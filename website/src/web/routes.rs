use axum::http::HeaderMap;
use axum::response::Response;
use axum::routing::{any, get};
use axum::{Router, middleware};
use tracing::error;

use crate::error::ErrorInfo;
use crate::run::AppState;

use super::{
    handle_error, health_live_handler, health_ready_handler, index_handler, not_found_handler,
    orgs_page_change_handler, orgs_page_handler, orgs_page_pending_handler, orgs_resource_handler,
};

pub fn all_routes(state: AppState) -> Router {
    Router::new()
        .route("/", get(index_handler))
        .merge(org_routes(state.clone()))
        .merge(resource_routes(state.clone()))
        .route("/health/liveness", get(health_live_handler))
        .route("/health/readiness", get(health_ready_handler))
        .fallback(any(not_found_handler))
        .layer(middleware::map_response(response_mapper))
        .with_state(state)
}

fn org_routes(state: AppState) -> Router<AppState> {
    Router::new()
        .route("/organizations", get(orgs_page_handler))
        .route(
            "/organizations/page",
            get(orgs_page_pending_handler).post(orgs_page_change_handler),
        )
        .with_state(state)
}

fn resource_routes(state: AppState) -> Router<AppState> {
    Router::new()
        .route("/resources/organizations", any(orgs_resource_handler))
        .with_state(state)
}

async fn response_mapper(headers: HeaderMap, res: Response) -> Response {
    let error = res.extensions().get::<ErrorInfo>();
    if let Some(e) = error {
        if e.status_code.is_server_error() {
            error!("{}", e.message);
            if let Some(bt) = &e.backtrace {
                error!("{}", bt);
            }
        }

        let full_page = headers.get("HX-Request").is_none();
        return handle_error(e.clone(), full_page);
    }
    res
}
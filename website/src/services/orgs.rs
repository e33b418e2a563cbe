use serde::Serialize;
use snafu::ResultExt;
use tracing::error;

use crate::Result;
use crate::error::DbSnafu;
use db::db::DbMapper;
use dto::org::{OrgCountDto, OrgDto};
use dto::pagination::{PAGE_SIZE, PageRequestDto};
use dto::query::QueryResultDto;

pub const LOAD_ERROR_MESSAGE: &str = "Failed to load organizations";

/// Data for the first render of the organizations page
#[derive(Clone, Debug, Serialize)]
#[serde(untagged)]
pub enum LoaderData {
    Success {
        organizations: QueryResultDto<OrgDto>,

        #[serde(rename = "organizationsCount")]
        organizations_count: QueryResultDto<OrgCountDto>,
    },
    Failure {
        error: String,
    },
}

/// Loads the first page and the total count concurrently.
///
/// If either query fails to run, the whole load fails with a single message.
pub async fn load_organizations(db: &DbMapper) -> LoaderData {
    let first_page = PageRequestDto::for_page(1, PAGE_SIZE);

    let result = tokio::try_join!(
        db.orgs.list(first_page.limit, first_page.offset),
        db.orgs.count()
    );

    match result {
        Ok((organizations, organizations_count)) => LoaderData::Success {
            organizations,
            organizations_count,
        },
        Err(e) => {
            error!("Unable to load organizations: {}", e);
            LoaderData::Failure {
                error: LOAD_ERROR_MESSAGE.to_string(),
            }
        }
    }
}

/// Runs the paginated organizations query with the given bounds
pub async fn fetch_organizations(
    db: &DbMapper,
    req: &PageRequestDto,
) -> Result<QueryResultDto<OrgDto>> {
    db.orgs.list(req.limit, req.offset).await.context(DbSnafu)
}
* * * *
» Task details: Could you retype all of the entries exactly, leaving none out?

» Your solution:
filename website/src/web/routes.rs
use axum::http::HeaderMap;
use axum::response::Response;
use axum::routing::{any, get};
use axum::{Router, middleware};
use tracing::error;

use crate::error::ErrorInfo;
use crate::run::AppState;

use super::{
    handle_error, health_live_handler, health_ready_handler, index_handler, not_found_handler,
    orgs_page_change_handler, orgs_page_handler, orgs_page_pending_handler, orgs_resource_handler,
};

pub fn all_routes(state: AppState) -> Router {
    Router::new()
        .route("/", get(index_handler))
        .merge(org_routes(state.clone()))
        .merge(resource_routes(state.clone()))
        .route("/health/liveness", get(health_live_handler))
        .route("/health/readiness", get(health_ready_handler))
        .fallback(any(not_found_handler))
        .layer(middleware::map_response(response_mapper))
        .with_state(state)
}

fn org_routes(state: AppState) -> Router<AppState> {
    Router::new()
        .route("/organizations", get(orgs_page_handler))
        .route(
            "/organizations/page",
            get(orgs_page_pending_handler).post(orgs_page_change_handler),
        )
        .with_state(state)
}

fn resource_routes(state: AppState) -> Router<AppState> {
    Router::new()
        .route("/resources/organizations", any(orgs_resource_handler))
        .with_state(state)
}

async fn response_mapper(headers: HeaderMap, res: Response) -> Response {
    let error = res.extensions().get::<ErrorInfo>();
    if let Some(e) = error {
        if e.status_code.is_server_error() {
            error!("{}", e.message);
            if let Some(bt) = &e.backtrace {
                error!("{}", bt);
            }
        }

        let full_page = headers.get("HX-Request").is_none();
        return handle_error(e.clone(), full_page);
    }
    res
}
filename website/src/services/orgs.rs
repository e33b418e2a563cbe
use serde::Serialize;
use snafu::ResultExt;
use tracing::error;

use crate::Result;
use crate::error::DbSnafu;
use db::db::DbMapper;
use dto::org::{OrgCountDto, OrgDto};
use dto::pagination::{PAGE_SIZE, PageRequestDto};
use dto::query::QueryResultDto;

pub const LOAD_ERROR_MESSAGE: &str = "Failed to load organizations";

/// Data for the first render of the organizations page
#[derive(Clone, Debug, Serialize)]
#[serde(untagged)]
pub enum LoaderData {
    Success {
        organizations: QueryResultDto<OrgDto>,

        #[serde(rename = "organizationsCount")]
        organizations_count: QueryResultDto<OrgCountDto>,
    },
    Failure {
        error: String,
    },
}

/// Loads the first page and the total count concurrently.
///
/// If either query fails to run, the whole load fails with a single message.
pub async fn load_organizations(db: &DbMapper) -> LoaderData {
    let first_page = PageRequestDto::for_page(1, PAGE_SIZE);

    let result = tokio::try_join!(
        db.orgs.list(first_page.limit, first_page.offset),
        db.orgs.count()
    );

    match result {
        Ok((organizations, organizations_count)) => LoaderData::Success {
            organizations,
            organizations_count,
        },
        Err(e) => {
            error!("Unable to load organizations: {}", e);
            LoaderData::Failure {
                error: LOAD_ERROR_MESSAGE.to_string(),
            }
        }
    }
}

/// Runs the paginated organizations query with the given bounds
pub async fn fetch_organizations(
    db: &DbMapper,
    req: &PageRequestDto,
) -> Result<QueryResultDto<OrgDto>> {
    db.orgs.list(req.limit, req.offset).await.context(DbSnafu)
}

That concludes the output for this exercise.